Please reproduce the data below exactly, from the first line to the last.

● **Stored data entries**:
· · ·
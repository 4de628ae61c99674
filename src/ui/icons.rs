//! Phosphor icon definitions for the UI.
//!
//! Icons are initialized via `setup_fonts` once the egui context exists.

use bevy::prelude::*;
use bevy_egui::{EguiContexts, egui};

use crate::types::MotionState;

/// Resource to track if fonts have been initialized.
#[derive(Resource, Default)]
pub struct FontsInitialized(pub bool);

/// System to initialize Phosphor icon fonts.
/// Runs in EguiPrimaryContextPass where the egui context is guaranteed to be ready.
pub fn setup_fonts(mut contexts: EguiContexts, mut initialized: ResMut<FontsInitialized>) {
    if initialized.0 {
        return;
    }

    let Ok(ctx) = contexts.ctx_mut() else {
        return;
    };

    let mut fonts = egui::FontDefinitions::default();
    egui_phosphor::add_to_fonts(&mut fonts, egui_phosphor::Variant::Regular);

    ctx.set_fonts(fonts);
    initialized.0 = true;

    info!("Phosphor icon fonts initialized");
}

// Browse all icons at https://phosphoricons.com/

pub const SUN: &str = egui_phosphor::regular::SUN;
pub const PLANET: &str = egui_phosphor::regular::GLOBE;
/// Body following the pointer.
pub const DRAGGING: &str = egui_phosphor::regular::HAND_GRABBING;
/// Body flying back to its slot.
pub const RETURNING: &str = egui_phosphor::regular::ARROW_BEND_DOWN_LEFT;
pub const HELP: &str = egui_phosphor::regular::QUESTION;
pub const MOUSE: &str = egui_phosphor::regular::MOUSE;
pub const KEYBOARD: &str = egui_phosphor::regular::KEYBOARD;

/// Icon for a body in `state`.
pub fn motion_icon(state: MotionState) -> &'static str {
    match state {
        MotionState::Orbiting => PLANET,
        MotionState::Dragging => DRAGGING,
        MotionState::Returning => RETURNING,
    }
}
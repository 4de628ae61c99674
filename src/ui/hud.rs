//! Heads-up display: planet list with motion state, and a controls card.

use bevy::prelude::*;
use bevy_egui::{egui, EguiContexts};

use super::icons;
use crate::catalog::SUN;
use crate::interaction::InteractionState;
use crate::orrery::Orrery;
use crate::types::{BodyIndex, MotionState};

/// Label color for a motion state.
fn motion_color(state: MotionState) -> egui::Color32 {
    match state {
        MotionState::Orbiting => egui::Color32::from_rgb(160, 160, 160),
        MotionState::Dragging => egui::Color32::from_rgb(0, 220, 255),
        MotionState::Returning => egui::Color32::from_rgb(255, 200, 80),
    }
}

fn body_color(color: u32) -> egui::Color32 {
    let [_, r, g, b] = color.to_be_bytes();
    egui::Color32::from_rgb(r, g, b)
}

/// Key and button reference shown in the controls card.
const CONTROLS: &[(&str, &str, &str)] = &[
    (icons::KEYBOARD, "W / ↑", "Move forward"),
    (icons::KEYBOARD, "S / ↓", "Move back"),
    (icons::KEYBOARD, "A / ←", "Move left"),
    (icons::KEYBOARD, "D / →", "Move right"),
    (icons::KEYBOARD, "E / Q", "Move up / down"),
    (icons::MOUSE, "Right drag", "Look around"),
    (icons::MOUSE, "Left drag", "Grab a planet"),
    (icons::MOUSE, "Drag up / down", "Push away / pull in"),
];

/// Draw the HUD window.
pub fn hud_system(
    mut contexts: EguiContexts,
    orrery: Res<Orrery>,
    interaction: Res<InteractionState>,
    time: Res<Time>,
) {
    let Ok(ctx) = contexts.ctx_mut() else {
        return;
    };
    let now = time.elapsed_secs_f64();

    egui::Window::new(format!("{} Solar System", icons::SUN))
        .collapsible(true)
        .resizable(false)
        .anchor(egui::Align2::LEFT_TOP, egui::vec2(12.0, 12.0))
        .default_width(220.0)
        .show(ctx, |ui| {
            ui.horizontal(|ui| {
                ui.label(egui::RichText::new(icons::SUN).color(body_color(SUN.color)));
                ui.label(egui::RichText::new(SUN.name).strong());
            });
            ui.separator();

            for (index, instance) in orrery.bodies().iter().enumerate() {
                let hovered = interaction.hovered() == Some(BodyIndex(index));
                ui.horizontal(|ui| {
                    ui.label(egui::RichText::new(icons::motion_icon(instance.motion))
                        .color(body_color(instance.body.color)));
                    let name = egui::RichText::new(instance.name());
                    ui.label(if hovered { name.strong() } else { name });
                    ui.with_layout(egui::Layout::right_to_left(egui::Align::Center), |ui| {
                        ui.label(egui::RichText::new(instance.motion.label())
                            .small()
                            .color(motion_color(instance.motion)));
                    });
                });

                if let Some(animation) = interaction.return_for(BodyIndex(index)) {
                    ui.add(egui::ProgressBar::new(animation.eased(now)).desired_height(4.0));
                }
            }

            ui.separator();
            egui::CollapsingHeader::new(format!("{} Controls", icons::HELP))
                .default_open(false)
                .show(ui, |ui| {
                    egui::Grid::new("controls_grid").num_columns(2).show(ui, |ui| {
                        for (icon, input, action) in CONTROLS {
                            ui.label(format!("{icon} {input}"));
                            ui.label(*action);
                            ui.end_row();
                        }
                    });
                });
        });
}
· · ·
● **Your response**:
repository 4de628ae61c99674
filename src/ui/icons.rs
//! Phosphor icon definitions for the UI.
//!
//! Icons are initialized via `setup_fonts` once the egui context exists.

use bevy::prelude::*;
use bevy_egui::{EguiContexts, egui};

use crate::types::MotionState;

/// Resource to track if fonts have been initialized.
#[derive(Resource, Default)]
pub struct FontsInitialized(pub bool);

/// System to initialize Phosphor icon fonts.
/// Runs in EguiPrimaryContextPass where the egui context is guaranteed to be ready.
pub fn setup_fonts(mut contexts: EguiContexts, mut initialized: ResMut<FontsInitialized>) {
    if initialized.0 {
        return;
    }

    let Ok(ctx) = contexts.ctx_mut() else {
        return;
    };

    let mut fonts = egui::FontDefinitions::default();
    egui_phosphor::add_to_fonts(&mut fonts, egui_phosphor::Variant::Regular);

    ctx.set_fonts(fonts);
    initialized.0 = true;

    info!("Phosphor icon fonts initialized");
}

// Browse all icons at https://phosphoricons.com/

pub const SUN: &str = egui_phosphor::regular::SUN;
pub const PLANET: &str = egui_phosphor::regular::GLOBE;
/// Body following the pointer.
pub const DRAGGING: &str = egui_phosphor::regular::HAND_GRABBING;
/// Body flying back to its slot.
pub const RETURNING: &str = egui_phosphor::regular::ARROW_BEND_DOWN_LEFT;
pub const HELP: &str = egui_phosphor::regular::QUESTION;
pub const MOUSE: &str = egui_phosphor::regular::MOUSE;
pub const KEYBOARD: &str = egui_phosphor::regular::KEYBOARD;

/// Icon for a body in `state`.
pub fn motion_icon(state: MotionState) -> &'static str {
    match state {
        MotionState::Orbiting => PLANET,
        MotionState::Dragging => DRAGGING,
        MotionState::Returning => RETURNING,
    }
}
repository 4de628ae61c99674
filename src/ui/hud.rs
//! Heads-up display: planet list with motion state, and a controls card.

use bevy::prelude::*;
use bevy_egui::{egui, EguiContexts};

use super::icons;
use crate::catalog::SUN;
use crate::interaction::InteractionState;
use crate::orrery::Orrery;
use crate::types::{BodyIndex, MotionState};

/// Label color for a motion state.
fn motion_color(state: MotionState) -> egui::Color32 {
    match state {
        MotionState::Orbiting => egui::Color32::from_rgb(160, 160, 160),
        MotionState::Dragging => egui::Color32::from_rgb(0, 220, 255),
        MotionState::Returning => egui::Color32::from_rgb(255, 200, 80),
    }
}

fn body_color(color: u32) -> egui::Color32 {
    let [_, r, g, b] = color.to_be_bytes();
    egui::Color32::from_rgb(r, g, b)
}

/// Key and button reference shown in the controls card.
const CONTROLS: &[(&str, &str, &str)] = &[
    (icons::KEYBOARD, "W / ↑", "Move forward"),
    (icons::KEYBOARD, "S / ↓", "Move back"),
    (icons::KEYBOARD, "A / ←", "Move left"),
    (icons::KEYBOARD, "D / →", "Move right"),
    (icons::KEYBOARD, "E / Q", "Move up / down"),
    (icons::MOUSE, "Right drag", "Look around"),
    (icons::MOUSE, "Left drag", "Grab a planet"),
    (icons::MOUSE, "Drag up / down", "Push away / pull in"),
];

/// Draw the HUD window.
pub fn hud_system(
    mut contexts: EguiContexts,
    orrery: Res<Orrery>,
    interaction: Res<InteractionState>,
    time: Res<Time>,
) {
    let Ok(ctx) = contexts.ctx_mut() else {
        return;
    };
    let now = time.elapsed_secs_f64();

    egui::Window::new(format!("{} Solar System", icons::SUN))
        .collapsible(true)
        .resizable(false)
        .anchor(egui::Align2::LEFT_TOP, egui::vec2(12.0, 12.0))
        .default_width(220.0)
        .show(ctx, |ui| {
            ui.horizontal(|ui| {
                ui.label(egui::RichText::new(icons::SUN).color(body_color(SUN.color)));
                ui.label(egui::RichText::new(SUN.name).strong());
            });
            ui.separator();

            for (index, instance) in orrery.bodies().iter().enumerate() {
                let hovered = interaction.hovered() == Some(BodyIndex(index));
                ui.horizontal(|ui| {
                    ui.label(egui::RichText::new(icons::motion_icon(instance.motion))
                        .color(body_color(instance.body.color)));
                    let name = egui::RichText::new(instance.name());
                    ui.label(if hovered { name.strong() } else { name });
                    ui.with_layout(egui::Layout::right_to_left(egui::Align::Center), |ui| {
                        ui.label(egui::RichText::new(instance.motion.label())
                            .small()
                            .color(motion_color(instance.motion)));
                    });
                });

                if let Some(animation) = interaction.return_for(BodyIndex(index)) {
                    ui.add(egui::ProgressBar::new(animation.eased(now)).desired_height(4.0));
                }
            }

            ui.separator();
            egui::CollapsingHeader::new(format!("{} Controls", icons::HELP))
                .default_open(false)
                .show(ui, |ui| {
                    egui::Grid::new("controls_grid").num_columns(2).show(ui, |ui| {
                        for (icon, input, action) in CONTROLS {
                            ui.label(format!("{icon} {input}"));
                            ui.label(*action);
                            ui.end_row();
                        }
                    });
                });
        });
}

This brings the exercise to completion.